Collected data
- Opening Delimiter -

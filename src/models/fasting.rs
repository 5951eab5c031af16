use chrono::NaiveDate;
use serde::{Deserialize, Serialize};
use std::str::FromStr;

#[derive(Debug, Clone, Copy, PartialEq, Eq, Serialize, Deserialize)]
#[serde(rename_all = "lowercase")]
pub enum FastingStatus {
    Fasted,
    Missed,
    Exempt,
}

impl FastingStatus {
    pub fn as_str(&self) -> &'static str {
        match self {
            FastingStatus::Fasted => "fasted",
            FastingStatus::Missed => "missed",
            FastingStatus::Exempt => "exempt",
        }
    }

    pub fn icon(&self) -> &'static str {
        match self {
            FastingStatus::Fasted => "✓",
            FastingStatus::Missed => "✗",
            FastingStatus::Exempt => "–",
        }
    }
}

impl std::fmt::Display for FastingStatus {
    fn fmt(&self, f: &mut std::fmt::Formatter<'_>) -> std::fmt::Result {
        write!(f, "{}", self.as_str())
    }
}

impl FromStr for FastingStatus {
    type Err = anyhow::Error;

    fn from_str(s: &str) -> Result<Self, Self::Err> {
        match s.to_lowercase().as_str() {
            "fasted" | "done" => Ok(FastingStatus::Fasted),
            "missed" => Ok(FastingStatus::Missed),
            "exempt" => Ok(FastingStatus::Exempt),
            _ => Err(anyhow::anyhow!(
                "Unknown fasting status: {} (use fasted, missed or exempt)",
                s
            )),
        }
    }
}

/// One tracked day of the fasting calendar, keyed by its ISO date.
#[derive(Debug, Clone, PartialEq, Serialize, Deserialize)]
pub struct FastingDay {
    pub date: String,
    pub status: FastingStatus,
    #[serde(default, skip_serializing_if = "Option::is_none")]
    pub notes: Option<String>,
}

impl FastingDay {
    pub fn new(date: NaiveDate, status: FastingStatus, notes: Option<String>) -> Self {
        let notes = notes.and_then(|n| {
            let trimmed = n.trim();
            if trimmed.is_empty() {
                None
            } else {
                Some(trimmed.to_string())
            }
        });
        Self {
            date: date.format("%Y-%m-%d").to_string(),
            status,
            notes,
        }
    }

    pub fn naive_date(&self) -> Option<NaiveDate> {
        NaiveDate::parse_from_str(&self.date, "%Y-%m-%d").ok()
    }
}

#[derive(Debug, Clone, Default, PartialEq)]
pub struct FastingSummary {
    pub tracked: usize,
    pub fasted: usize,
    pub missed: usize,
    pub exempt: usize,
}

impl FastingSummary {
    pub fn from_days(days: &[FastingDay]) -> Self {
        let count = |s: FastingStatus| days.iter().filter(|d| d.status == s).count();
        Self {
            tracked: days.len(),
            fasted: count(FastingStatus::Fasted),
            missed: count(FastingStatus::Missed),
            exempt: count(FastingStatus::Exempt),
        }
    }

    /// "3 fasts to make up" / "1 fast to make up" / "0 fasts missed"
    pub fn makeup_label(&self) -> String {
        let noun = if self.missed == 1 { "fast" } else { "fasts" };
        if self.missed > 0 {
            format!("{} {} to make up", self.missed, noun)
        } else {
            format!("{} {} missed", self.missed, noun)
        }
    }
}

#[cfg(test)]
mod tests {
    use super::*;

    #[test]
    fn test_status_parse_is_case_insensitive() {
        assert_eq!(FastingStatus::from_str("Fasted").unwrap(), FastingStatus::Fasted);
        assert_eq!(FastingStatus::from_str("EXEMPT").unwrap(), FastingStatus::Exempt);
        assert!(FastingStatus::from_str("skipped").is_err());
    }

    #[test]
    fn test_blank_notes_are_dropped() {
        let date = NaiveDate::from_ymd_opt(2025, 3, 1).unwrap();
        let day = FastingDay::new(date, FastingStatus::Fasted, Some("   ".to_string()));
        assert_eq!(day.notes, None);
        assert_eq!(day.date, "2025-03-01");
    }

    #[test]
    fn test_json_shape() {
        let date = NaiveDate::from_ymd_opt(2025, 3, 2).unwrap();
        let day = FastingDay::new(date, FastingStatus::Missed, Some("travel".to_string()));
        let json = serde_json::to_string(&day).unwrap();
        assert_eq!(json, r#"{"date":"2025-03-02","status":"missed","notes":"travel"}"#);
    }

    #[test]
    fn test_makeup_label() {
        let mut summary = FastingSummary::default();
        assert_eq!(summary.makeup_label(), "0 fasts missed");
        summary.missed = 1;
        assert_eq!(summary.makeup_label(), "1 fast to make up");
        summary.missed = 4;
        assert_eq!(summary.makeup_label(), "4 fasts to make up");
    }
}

- Closing Delimiter -

Problem: Print, please, the lines above from the very first through the one that holds "pub fn as_str(&self)", both included, word for word and with nothing else.

Exercise response:
filename src/models/fasting.rs
repository 5951eab5c031af16
use chrono::NaiveDate;
use serde::{Deserialize, Serialize};
use std::str::FromStr;

#[derive(Debug, Clone, Copy, PartialEq, Eq, Serialize, Deserialize)]
#[serde(rename_all = "lowercase")]
pub enum FastingStatus {
    Fasted,
    Missed,
    Exempt,
}

impl FastingStatus {
    pub fn as_str(&self) -> &'static str {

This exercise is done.